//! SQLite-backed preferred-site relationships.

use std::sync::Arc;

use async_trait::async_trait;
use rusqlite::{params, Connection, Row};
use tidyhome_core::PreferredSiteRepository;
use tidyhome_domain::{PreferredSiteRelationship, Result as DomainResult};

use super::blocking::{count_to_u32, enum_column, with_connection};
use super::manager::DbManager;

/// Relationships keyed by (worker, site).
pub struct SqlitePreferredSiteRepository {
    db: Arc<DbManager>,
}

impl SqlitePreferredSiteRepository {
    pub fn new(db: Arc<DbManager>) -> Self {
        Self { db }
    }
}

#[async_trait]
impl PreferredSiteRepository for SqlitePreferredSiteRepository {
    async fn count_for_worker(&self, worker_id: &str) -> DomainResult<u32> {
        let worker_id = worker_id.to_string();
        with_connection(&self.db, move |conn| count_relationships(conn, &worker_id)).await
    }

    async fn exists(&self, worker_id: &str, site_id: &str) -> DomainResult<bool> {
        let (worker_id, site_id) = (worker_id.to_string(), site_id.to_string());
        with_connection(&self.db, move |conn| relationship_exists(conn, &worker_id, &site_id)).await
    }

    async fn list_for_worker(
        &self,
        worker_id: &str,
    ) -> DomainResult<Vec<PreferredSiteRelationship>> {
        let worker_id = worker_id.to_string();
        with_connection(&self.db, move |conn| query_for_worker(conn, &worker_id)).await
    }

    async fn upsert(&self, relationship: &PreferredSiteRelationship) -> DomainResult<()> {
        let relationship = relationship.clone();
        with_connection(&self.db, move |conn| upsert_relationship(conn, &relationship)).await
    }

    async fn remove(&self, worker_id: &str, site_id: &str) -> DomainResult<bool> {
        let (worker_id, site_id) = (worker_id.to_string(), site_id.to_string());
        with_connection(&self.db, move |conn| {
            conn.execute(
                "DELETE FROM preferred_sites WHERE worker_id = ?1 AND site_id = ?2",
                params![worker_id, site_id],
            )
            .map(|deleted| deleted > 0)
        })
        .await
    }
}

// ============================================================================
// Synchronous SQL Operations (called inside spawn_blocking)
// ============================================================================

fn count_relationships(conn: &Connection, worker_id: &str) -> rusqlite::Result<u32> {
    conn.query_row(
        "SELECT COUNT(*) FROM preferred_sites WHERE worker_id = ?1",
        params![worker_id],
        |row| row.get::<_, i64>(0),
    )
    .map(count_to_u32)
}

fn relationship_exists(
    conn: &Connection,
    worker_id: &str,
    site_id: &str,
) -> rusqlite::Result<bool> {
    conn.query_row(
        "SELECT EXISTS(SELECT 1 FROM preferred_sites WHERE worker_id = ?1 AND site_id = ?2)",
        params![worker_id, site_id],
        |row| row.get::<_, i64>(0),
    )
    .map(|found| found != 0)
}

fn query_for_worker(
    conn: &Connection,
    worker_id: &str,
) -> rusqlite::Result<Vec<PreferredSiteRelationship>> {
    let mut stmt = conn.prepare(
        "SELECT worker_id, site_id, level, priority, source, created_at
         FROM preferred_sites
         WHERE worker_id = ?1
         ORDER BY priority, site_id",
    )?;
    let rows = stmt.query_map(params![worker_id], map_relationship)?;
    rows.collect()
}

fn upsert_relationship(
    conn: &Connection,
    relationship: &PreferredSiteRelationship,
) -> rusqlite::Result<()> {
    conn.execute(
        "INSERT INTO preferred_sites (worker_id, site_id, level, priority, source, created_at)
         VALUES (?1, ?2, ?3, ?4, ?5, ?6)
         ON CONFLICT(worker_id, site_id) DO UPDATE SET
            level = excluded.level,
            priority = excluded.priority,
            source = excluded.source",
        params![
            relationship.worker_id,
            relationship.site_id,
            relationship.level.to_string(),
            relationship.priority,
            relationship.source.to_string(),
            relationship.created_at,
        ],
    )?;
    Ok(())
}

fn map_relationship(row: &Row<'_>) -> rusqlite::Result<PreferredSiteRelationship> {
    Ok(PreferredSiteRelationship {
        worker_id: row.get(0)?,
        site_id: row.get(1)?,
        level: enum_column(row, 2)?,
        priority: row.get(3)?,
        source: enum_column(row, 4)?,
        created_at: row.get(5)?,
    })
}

...

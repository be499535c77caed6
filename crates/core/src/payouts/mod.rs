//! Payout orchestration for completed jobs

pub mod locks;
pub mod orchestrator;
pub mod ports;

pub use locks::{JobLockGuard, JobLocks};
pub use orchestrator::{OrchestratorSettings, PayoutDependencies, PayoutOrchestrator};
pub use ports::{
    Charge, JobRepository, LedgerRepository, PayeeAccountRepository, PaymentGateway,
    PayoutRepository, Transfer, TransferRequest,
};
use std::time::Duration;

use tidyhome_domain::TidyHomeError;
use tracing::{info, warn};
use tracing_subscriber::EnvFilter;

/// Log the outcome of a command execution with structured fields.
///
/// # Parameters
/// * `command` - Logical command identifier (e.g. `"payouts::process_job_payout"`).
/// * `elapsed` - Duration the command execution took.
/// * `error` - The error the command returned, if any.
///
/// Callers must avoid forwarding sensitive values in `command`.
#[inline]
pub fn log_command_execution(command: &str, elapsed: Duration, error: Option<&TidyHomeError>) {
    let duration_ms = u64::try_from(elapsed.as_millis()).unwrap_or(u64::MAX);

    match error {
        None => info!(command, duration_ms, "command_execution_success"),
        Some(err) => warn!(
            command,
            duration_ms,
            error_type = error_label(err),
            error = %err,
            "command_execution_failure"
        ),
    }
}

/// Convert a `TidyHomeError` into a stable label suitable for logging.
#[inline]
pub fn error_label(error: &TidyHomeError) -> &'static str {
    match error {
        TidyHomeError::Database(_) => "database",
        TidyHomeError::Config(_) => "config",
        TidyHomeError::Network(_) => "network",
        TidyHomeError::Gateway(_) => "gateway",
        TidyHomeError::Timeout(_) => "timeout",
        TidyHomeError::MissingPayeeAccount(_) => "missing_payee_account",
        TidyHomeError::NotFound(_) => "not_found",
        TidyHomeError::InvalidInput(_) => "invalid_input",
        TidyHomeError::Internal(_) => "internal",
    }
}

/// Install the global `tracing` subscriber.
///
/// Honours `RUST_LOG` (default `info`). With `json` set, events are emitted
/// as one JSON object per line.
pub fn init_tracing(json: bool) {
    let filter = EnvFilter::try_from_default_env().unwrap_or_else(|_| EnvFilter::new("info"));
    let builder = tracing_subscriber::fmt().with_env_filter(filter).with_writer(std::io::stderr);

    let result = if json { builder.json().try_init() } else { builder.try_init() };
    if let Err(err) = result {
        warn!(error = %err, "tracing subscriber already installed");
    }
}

## Work instruction:
Reproduce exactly the lines above from the line with "SQLite-backed preferred-site relationships." to the line with "impl PreferredSiteRepository for", including both, and add nothing.

## Written answer:
//! SQLite-backed preferred-site relationships.

use std::sync::Arc;

use async_trait::async_trait;
use rusqlite::{params, Connection, Row};
use tidyhome_core::PreferredSiteRepository;
use tidyhome_domain::{PreferredSiteRelationship, Result as DomainResult};

use super::blocking::{count_to_u32, enum_column, with_connection};
use super::manager::DbManager;

/// Relationships keyed by (worker, site).
pub struct SqlitePreferredSiteRepository {
    db: Arc<DbManager>,
}

impl SqlitePreferredSiteRepository {
    pub fn new(db: Arc<DbManager>) -> Self {
        Self { db }
    }
}

#[async_trait]
impl PreferredSiteRepository for SqlitePreferredSiteRepository {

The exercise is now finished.